Pesquisas sobre as funções do colostro para recém-nascidos vêm sendo realizadas há muitas décadas. Uma antiga recomendação era de fornecer 2 litros de colostro ao nascer e mais 2 litros na próxima refeição ou 12 horas após o nascimento.
Entretanto, essa orientação mudou com a publicação de novas pesquisas e a recomendação mais atual passou a ser o fornecimento de colostro em função do peso ao nascer, dentro das primeiras 2 horas de vida na primeira colostragem. Essa abordagem praticamente dobrou o volume de colostro na primeira refeição, aumentando a absorção de anticorpos e beneficiando a saúde dos animais.
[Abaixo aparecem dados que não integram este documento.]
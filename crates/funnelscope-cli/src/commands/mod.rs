pub mod abandonment;
pub mod cohorts;
pub mod completion;
pub mod funnel;
pub mod generate;
pub mod lifetime;
pub mod load;
pub mod metrics;
pub mod report;
pub mod run;
pub mod segments;
pub mod sources;
pub mod tables;
pub mod trends;

use anyhow::{Context, Result};
use funnelscope_core::dataset::{DATASET_FILE, Dataset, DatasetReader};
use funnelscope_store::FunnelStore;
use std::path::Path;

/// Read and validate `dataset.json` from a data directory
pub fn read_dataset(data_dir: &Path) -> Result<Dataset> {
    let path = data_dir.join(DATASET_FILE);
    let dataset = DatasetReader::from_file(&path).with_context(|| {
        format!(
            "Could not read dataset at {} (run `funnelscope generate` first)",
            path.display()
        )
    })?;
    DatasetReader::validate(&dataset)?;
    Ok(dataset)
}

/// Open an existing store, refusing to create an empty one
pub fn open_store(db: &Path) -> Result<FunnelStore> {
    if !db.exists() {
        anyhow::bail!(
            "Database {} does not exist (run `funnelscope load` first)",
            db.display()
        );
    }
    Ok(FunnelStore::open(db)?)
}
Embora o intestino dos bezerros ainda permita a absorção de IgG até 12 horas após o nascimento, estudos mostram que a transferência de imunidade passiva pode ser melhorada com uma segunda alimentação de colostro.
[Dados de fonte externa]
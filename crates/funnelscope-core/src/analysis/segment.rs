use super::{Analyzer, percent, roi, round2};
use crate::model::Session;
use serde::{Deserialize, Serialize};
use std::collections::BTreeMap;
use std::fmt;
use std::str::FromStr;

/// Categorical column sessions can be grouped by
#[derive(Debug, Clone, Copy, PartialEq, Eq, Hash, Serialize, Deserialize)]
#[serde(rename_all = "snake_case")]
pub enum SegmentDimension {
    TrafficSource,
    Device,
    Location,
    Category,
    CustomerType,
    DayOfWeek,
    Hour,
}

impl SegmentDimension {
    pub const ALL: [SegmentDimension; 7] = [
        SegmentDimension::TrafficSource,
        SegmentDimension::Device,
        SegmentDimension::Location,
        SegmentDimension::Category,
        SegmentDimension::CustomerType,
        SegmentDimension::DayOfWeek,
        SegmentDimension::Hour,
    ];

    pub fn as_str(&self) -> &'static str {
        match self {
            SegmentDimension::TrafficSource => "traffic_source",
            SegmentDimension::Device => "device",
            SegmentDimension::Location => "location",
            SegmentDimension::Category => "category",
            SegmentDimension::CustomerType => "customer_type",
            SegmentDimension::DayOfWeek => "day_of_week",
            SegmentDimension::Hour => "hour",
        }
    }

    /// Segment key of a session along this dimension
    pub fn key(&self, session: &Session) -> String {
        match self {
            SegmentDimension::TrafficSource => session.traffic_source.clone(),
            SegmentDimension::Device => session.device.clone(),
            SegmentDimension::Location => session.location.clone(),
            SegmentDimension::Category => session.category.clone(),
            SegmentDimension::CustomerType => {
                if session.is_returning { "Returning" } else { "New" }.to_string()
            }
            SegmentDimension::DayOfWeek => session.day_of_week().to_string(),
            SegmentDimension::Hour => format!("{:02}", session.hour()),
        }
    }
}

impl fmt::Display for SegmentDimension {
    fn fmt(&self, f: &mut fmt::Formatter<'_>) -> fmt::Result {
        f.write_str(self.as_str())
    }
}

impl FromStr for SegmentDimension {
    type Err = crate::Error;

    fn from_str(s: &str) -> Result<Self, Self::Err> {
        let normalized = s.trim().to_lowercase().replace(['-', ' '], "_");
        Self::ALL
            .into_iter()
            .find(|d| d.as_str() == normalized)
            .ok_or_else(|| {
                crate::Error::InvalidDataset(format!(
                    "Unknown segment dimension '{}', expected one of: {}",
                    s,
                    Self::ALL.map(|d| d.as_str()).join(", ")
                ))
            })
    }
}

/// Aggregated performance of one segment
#[derive(Debug, Clone, PartialEq, Serialize, Deserialize)]
pub struct SegmentRow {
    pub segment: String,
    pub sessions: usize,
    pub conversions: usize,
    pub revenue: f64,
    pub ad_spend: f64,
    pub avg_duration: f64,
    pub avg_pages: f64,
    pub bounces: usize,
    pub conversion_rate: f64,
    pub bounce_rate: f64,
    pub roi: f64,
    pub revenue_per_session: f64,
}

/// Groups sessions by a [`SegmentDimension`], highest revenue first
pub struct SegmentAnalyzer {
    dimension: SegmentDimension,
}

impl SegmentAnalyzer {
    pub fn new(dimension: SegmentDimension) -> Self {
        Self { dimension }
    }

    pub fn dimension(&self) -> SegmentDimension {
        self.dimension
    }
}

#[derive(Default)]
struct Totals {
    sessions: usize,
    conversions: usize,
    revenue: f64,
    ad_spend: f64,
    duration: u64,
    pages: u64,
    bounces: usize,
}

impl Analyzer for SegmentAnalyzer {
    type Output = Vec<SegmentRow>;

    fn analyze(&self, sessions: &[Session]) -> Self::Output {
        tracing::debug!("Segmenting sessions by {}", self.dimension);

        let mut groups: BTreeMap<String, Totals> = BTreeMap::new();
        for session in sessions {
            let t = groups.entry(self.dimension.key(session)).or_default();
            t.sessions += 1;
            t.conversions += usize::from(session.completed_purchase);
            t.revenue += session.revenue;
            t.ad_spend += session.ad_spend;
            t.duration += u64::from(session.session_duration_seconds);
            t.pages += u64::from(session.pages_viewed);
            t.bounces += usize::from(session.bounced());
        }

        let mut rows: Vec<SegmentRow> = groups
            .into_iter()
            .map(|(segment, t)| {
                let n = t.sessions as f64;
                SegmentRow {
                    segment,
                    sessions: t.sessions,
                    conversions: t.conversions,
                    revenue: t.revenue,
                    ad_spend: t.ad_spend,
                    avg_duration: t.duration as f64 / n,
                    avg_pages: t.pages as f64 / n,
                    bounces: t.bounces,
                    conversion_rate: round2(percent(t.conversions as f64, n)),
                    bounce_rate: round2(percent(t.bounces as f64, n)),
                    roi: round2(roi(t.revenue, t.ad_spend)),
                    revenue_per_session: round2(t.revenue / n),
                }
            })
            .collect();

        // Stable sort keeps alphabetical order among equal revenue
        rows.sort_by(|a, b| b.revenue.total_cmp(&a.revenue));

        tracing::info!("Segment analysis complete: {} segments", rows.len());

        rows
    }
}

#[cfg(test)]
mod tests {
    use super::*;
    use crate::analysis::fixtures::session;
    use crate::model::FunnelStage;

    #[test]
    fn test_parse_dimension() {
        assert_eq!(
            "traffic-source".parse::<SegmentDimension>().unwrap(),
            SegmentDimension::TrafficSource
        );
        assert_eq!(
            "Day Of Week".parse::<SegmentDimension>().unwrap(),
            SegmentDimension::DayOfWeek
        );
        assert!("browser".parse::<SegmentDimension>().is_err());
    }

    #[test]
    fn test_segment_by_device() {
        let mut sessions = vec![
            session(1, 1, FunnelStage::Purchase),
            session(2, 2, FunnelStage::Landing),
            session(3, 3, FunnelStage::Landing),
            session(4, 4, FunnelStage::ProductView),
        ];
        sessions[2].device = "Desktop".to_string();
        sessions[3].device = "Desktop".to_string();

        let rows = SegmentAnalyzer::new(SegmentDimension::Device).analyze(&sessions);

        assert_eq!(rows.len(), 2);
        assert_eq!(rows[0].segment, "Mobile");
        assert_eq!(rows[0].sessions, 2);
        assert_eq!(rows[0].conversions, 1);
        assert_eq!(rows[0].conversion_rate, 50.0);
        assert_eq!(rows[0].bounce_rate, 50.0);
        assert_eq!(rows[0].revenue_per_session, 500.0);
        assert_eq!(rows[0].roi, 19900.0);

        assert_eq!(rows[1].segment, "Desktop");
        assert_eq!(rows[1].revenue, 0.0);
        assert_eq!(rows[1].bounces, 1);
    }

    #[test]
    fn test_zero_ad_spend_roi() {
        let mut s = session(1, 1, FunnelStage::Purchase);
        s.ad_spend = 0.0;
        s.is_returning = true;
        let rows = SegmentAnalyzer::new(SegmentDimension::CustomerType).analyze(&[s]);
        assert_eq!(rows[0].segment, "Returning");
        assert_eq!(rows[0].roi, 0.0);
    }
}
Em resumo, temos a seguinte recomendação do manejo de primeira e segunda colostragem:
- Primeira colostragem: Fornecimento de 10% do Peso Vivo (PV) em até 2 horas após o nascimento.
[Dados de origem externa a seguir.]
use crate::error::Result;
use crate::store::FunnelStore;
use rusqlite::params;
use serde::Serialize;

/// A named analytical query
#[derive(Debug, Clone, Copy, PartialEq, Eq)]
pub struct NamedQuery {
    pub name: &'static str,
    pub title: &'static str,
    pub sql: &'static str,
}

const OVERALL_METRICS: &str = "SELECT
    COUNT(DISTINCT session_id) AS total_sessions,
    COUNT(DISTINCT user_id) AS unique_users,
    COALESCE(SUM(completed_purchase), 0) AS conversions,
    COALESCE(ROUND(SUM(completed_purchase) * 100.0 / NULLIF(COUNT(*), 0), 2), 0) AS conversion_rate,
    COALESCE(ROUND(SUM(bounced) * 100.0 / NULLIF(COUNT(*), 0), 2), 0) AS bounce_rate,
    COALESCE(ROUND(AVG(session_duration_seconds), 2), 0) AS avg_session_duration,
    COALESCE(ROUND(AVG(pages_viewed), 2), 0) AS avg_pages_per_session,
    COALESCE(ROUND(SUM(revenue), 2), 0) AS total_revenue,
    COALESCE(ROUND(SUM(ad_spend), 2), 0) AS total_ad_spend,
    ROUND((SUM(revenue) - SUM(ad_spend)) / NULLIF(SUM(ad_spend), 0) * 100, 2) AS overall_roi
FROM sessions";

const CONVERSION_FUNNEL: &str = "WITH counts AS (
    SELECT
        COUNT(*) AS landed,
        COALESCE(SUM(viewed_product), 0) AS viewed,
        COALESCE(SUM(added_to_cart), 0) AS carted,
        COALESCE(SUM(started_checkout), 0) AS checkout,
        COALESCE(SUM(completed_purchase), 0) AS purchased
    FROM sessions
)
SELECT 'Landing Page' AS stage, 1 AS stage_order, landed AS users,
    CASE WHEN landed = 0 THEN 0.0 ELSE 100.0 END AS percentage,
    0.0 AS drop_off
FROM counts
UNION ALL
SELECT 'Product View', 2, viewed,
    COALESCE(ROUND(viewed * 100.0 / NULLIF(landed, 0), 2), 0),
    COALESCE(ROUND((landed - viewed) * 100.0 / NULLIF(landed, 0), 2), 0)
FROM counts
UNION ALL
SELECT 'Add to Cart', 3, carted,
    COALESCE(ROUND(carted * 100.0 / NULLIF(landed, 0), 2), 0),
    COALESCE(ROUND((viewed - carted) * 100.0 / NULLIF(viewed, 0), 2), 0)
FROM counts
UNION ALL
SELECT 'Checkout Started', 4, checkout,
    COALESCE(ROUND(checkout * 100.0 / NULLIF(landed, 0), 2), 0),
    COALESCE(ROUND((carted - checkout) * 100.0 / NULLIF(carted, 0), 2), 0)
FROM counts
UNION ALL
SELECT 'Purchase Complete', 5, purchased,
    COALESCE(ROUND(purchased * 100.0 / NULLIF(landed, 0), 2), 0),
    COALESCE(ROUND((checkout - purchased) * 100.0 / NULLIF(checkout, 0), 2), 0)
FROM counts
ORDER BY stage_order";

const CART_ABANDONMENT: &str = "SELECT
    COUNT(CASE WHEN added_to_cart = 1 THEN 1 END) AS carts_created,
    COUNT(CASE WHEN added_to_cart = 1 AND completed_purchase = 0 THEN 1 END) AS carts_abandoned,
    COUNT(CASE WHEN completed_purchase = 1 THEN 1 END) AS carts_purchased,
    COALESCE(ROUND(COUNT(CASE WHEN added_to_cart = 1 AND completed_purchase = 0 THEN 1 END) * 100.0
        / NULLIF(COUNT(CASE WHEN added_to_cart = 1 THEN 1 END), 0), 2), 0) AS abandonment_rate
FROM sessions";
- Segunda colostragem: Fornecimento de pelo menos 5% do PV em até 6-8 horas após o nascimento.
Exemplo de um cronograma de primeira e segunda colostragem de uma bezerra nascida com 40kg. Fonte: Padrão Ouro de Criação de Bezerra
Produção de colostro
Pesquisas indicam que vacas mais velhas geralmente produzem colostro de melhor qualidade, provavelmente devido à sua maior exposição a patógenos ao longo do tempo.
Vacinar vacas e novilhas prenhes nas últimas 3 a 6 semanas antes do parto tem demonstrado aumentar os níveis de anticorpos específicos no colostro, resultando em títulos mais elevados de anticorpos passivos nos bezerros.
Em contrapartida, vacas com períodos secos muito curtos, de menos de 21 dias, produzem colostro com menores concentrações de IgG e em quantidades reduzidas. Um estudo revelou que vacas com um período seco de 40 dias produziram 2,2 kg a menos de colostro do que aquelas com um período seco de 60 dias.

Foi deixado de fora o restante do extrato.